=== Begin Enclosure ===

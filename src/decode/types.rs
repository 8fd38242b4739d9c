//! Decoder types and traits
//!
//! Defines the core decoder abstractions.

use super::decoders::{JsonDecoder, JsonlDecoder};
use crate::error::Result;
use crate::types::Item;
use serde::{Deserialize, Serialize};

/// Format of the response body
#[derive(Debug, Clone, Copy, PartialEq, Eq, Default, Serialize, Deserialize)]
#[serde(rename_all = "lowercase")]
pub enum DecoderFormat {
    /// JSON format (default)
    #[default]
    Json,
    /// JSON Lines format (one JSON object per line)
    Jsonl,
}

/// Configuration for decoding responses
#[derive(Debug, Clone, Default, PartialEq, Eq)]
pub struct DecoderConfig {
    /// Response format
    pub format: DecoderFormat,
    /// Dot path to the item array inside a JSON body
    pub records_path: Option<String>,
}

impl DecoderConfig {
    /// Create a JSON decoder config
    pub fn json() -> Self {
        Self::default()
    }

    /// Create a JSONL decoder config
    pub fn jsonl() -> Self {
        Self {
            format: DecoderFormat::Jsonl,
            records_path: None,
        }
    }

    /// Set the records path
    #[must_use]
    pub fn with_records_path(mut self, path: impl Into<String>) -> Self {
        self.records_path = Some(path.into());
        self
    }

    /// Build the decoder this config describes
    pub fn build(&self) -> Box<dyn RecordDecoder> {
        match self.format {
            DecoderFormat::Json => match &self.records_path {
                Some(path) => Box::new(JsonDecoder::with_path(path)),
                None => Box::new(JsonDecoder::new()),
            },
            DecoderFormat::Jsonl => Box::new(JsonlDecoder::new()),
        }
    }
}

/// Trait for decoding response bodies into items
pub trait RecordDecoder: Send + Sync {
    /// Decode the response body into a list of items
    fn decode(&self, body: &str) -> Result<Vec<Item>>;
}
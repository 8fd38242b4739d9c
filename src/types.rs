//! Common types used throughout remote-pager
//!
//! This module contains shared type definitions, type aliases,
//! and utility types used across multiple modules.

use serde::{Deserialize, Serialize};
use std::collections::HashMap;

// ============================================================================
// Type Aliases
// ============================================================================

/// JSON value type (re-exported from serde_json)
pub type JsonValue = serde_json::Value;

/// A single item of a remote collection. Opaque to the pager.
pub type Item = JsonValue;

/// Generic key-value map with string keys and values
pub type StringMap = HashMap<String, String>;

// ============================================================================
// Backoff Type
// ============================================================================

/// Type of backoff for retries
#[derive(Debug, Clone, Copy, PartialEq, Eq, Default, Serialize, Deserialize)]
#[serde(rename_all = "snake_case")]
pub enum BackoffType {
    /// Constant delay between retries
    Constant,
    /// Linear increase in delay
    Linear,
    /// Exponential increase in delay
    #[default]
    Exponential,
}

// ============================================================================
// Utilities
// ============================================================================

/// Extension trait for Option<String> to handle empty strings
pub trait OptionStringExt {
    /// Returns None if the string is empty
    fn none_if_empty(self) -> Option<String>;
}

impl OptionStringExt for Option<String> {
    fn none_if_empty(self) -> Option<String> {
        self.filter(|s| !s.is_empty())
    }
}
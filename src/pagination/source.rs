//! Page sources
//!
//! [`PageSource`] is the seam between the page cache and the transport.
//! The cache only needs three things from a response: whether the server
//! answered "not modified", the decoded items, and the `Link` header.

use crate::decode::RecordDecoder;
use crate::error::{Error, Result};
use crate::http::{HttpClient, RequestConfig};
use crate::types::{Item, StringMap};
use async_trait::async_trait;
use reqwest::header::{ETAG, IF_NONE_MATCH, LINK};
use reqwest::StatusCode;
use std::collections::{BTreeMap, HashMap};
use tokio::sync::Mutex;
use tracing::debug;

/// A successfully fetched page
#[derive(Debug, Clone, Default, PartialEq)]
pub struct Page {
    /// Decoded items, in server order
    pub items: Vec<Item>,
    /// Raw `Link` header value, if the server sent one
    pub link: Option<String>,
}

impl Page {
    /// Create a page from items and an optional link header
    pub fn new(items: Vec<Item>, link: Option<String>) -> Self {
        Self { items, link }
    }
}

/// Outcome of a page request that did not fail
#[derive(Debug, Clone, PartialEq)]
pub enum PageResponse {
    /// Fresh content
    Page(Page),
    /// The server reported the resource unchanged (304)
    NotModified,
}

impl PageResponse {
    /// Check if this is a not-modified response
    pub fn is_not_modified(&self) -> bool {
        matches!(self, Self::NotModified)
    }
}

/// Something that can fetch one page of a remote collection
#[async_trait]
pub trait PageSource: Send + Sync {
    /// Fetch the page described by `query`.
    ///
    /// `query` already contains the base parameters merged with
    /// `maxItems` and `skipCount`.
    async fn fetch(&self, query: &StringMap) -> Result<PageResponse>;
}

/// [`PageSource`] backed by [`HttpClient`]
pub struct HttpPageSource {
    client: HttpClient,
    endpoint: String,
    decoder: Box<dyn RecordDecoder>,
    conditional: bool,
    etags: Mutex<HashMap<String, String>>,
}

impl HttpPageSource {
    /// Create a source for an endpoint
    pub fn new(
        client: HttpClient,
        endpoint: impl Into<String>,
        decoder: Box<dyn RecordDecoder>,
    ) -> Self {
        Self {
            client,
            endpoint: endpoint.into(),
            decoder,
            conditional: false,
            etags: Mutex::new(HashMap::new()),
        }
    }

    /// Send `If-None-Match` with the last ETag seen for the same query
    #[must_use]
    pub fn with_conditional_requests(mut self, enabled: bool) -> Self {
        self.conditional = enabled;
        self
    }

    /// The collection endpoint
    pub fn endpoint(&self) -> &str {
        &self.endpoint
    }

    /// Whether conditional requests are enabled
    pub fn is_conditional(&self) -> bool {
        self.conditional
    }
}

#[async_trait]
impl PageSource for HttpPageSource {
    async fn fetch(&self, query: &StringMap) -> Result<PageResponse> {
        let cache_key = query_key(query);
        let mut config = RequestConfig::new();
        config.query = query.clone();

        if self.conditional {
            if let Some(etag) = self.etags.lock().await.get(&cache_key) {
                config = config.header(IF_NONE_MATCH.as_str(), etag.as_str());
            }
        }

        let response = self.client.get(&self.endpoint, config).await?;
        let status = response.status();

        if status == StatusCode::NOT_MODIFIED {
            debug!("Not modified: {} ?{}", self.endpoint, cache_key);
            return Ok(PageResponse::NotModified);
        }

        if !status.is_success() {
            let body = response.text().await.unwrap_or_default();
            return Err(Error::http_status(status.as_u16(), body));
        }

        let headers = response.headers();
        let link = header_string(headers, LINK.as_str());
        let etag = header_string(headers, ETAG.as_str());

        let body = response.text().await?;
        let items = self.decoder.decode(&body)?;

        if self.conditional {
            if let Some(etag) = etag {
                self.etags.lock().await.insert(cache_key, etag);
            }
        }

        debug!("Fetched {} items from {}", items.len(), self.endpoint);
        Ok(PageResponse::Page(Page::new(items, link)))
    }
}

impl std::fmt::Debug for HttpPageSource {
    fn fmt(&self, f: &mut std::fmt::Formatter<'_>) -> std::fmt::Result {
        f.debug_struct("HttpPageSource")
            .field("endpoint", &self.endpoint)
            .field("conditional", &self.conditional)
            .finish_non_exhaustive()
    }
}

fn header_string(headers: &reqwest::header::HeaderMap, name: &str) -> Option<String> {
    headers
        .get(name)
        .and_then(|v| v.to_str().ok())
        .map(ToString::to_string)
}

/// Stable textual form of a query, independent of map ordering
fn query_key(query: &StringMap) -> String {
    query
        .iter()
        .collect::<BTreeMap<_, _>>()
        .into_iter()
        .map(|(k, v)| format!("{k}={v}"))
        .collect::<Vec<_>>()
        .join("&")
}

=== End Enclosure ===

• EXERCISE BRIEF:
Only the lines of the data holding the string "Constant" are wanted; copy each of them.

• RESULT OF THE TASK:
    /// Constant delay between retries
    Constant,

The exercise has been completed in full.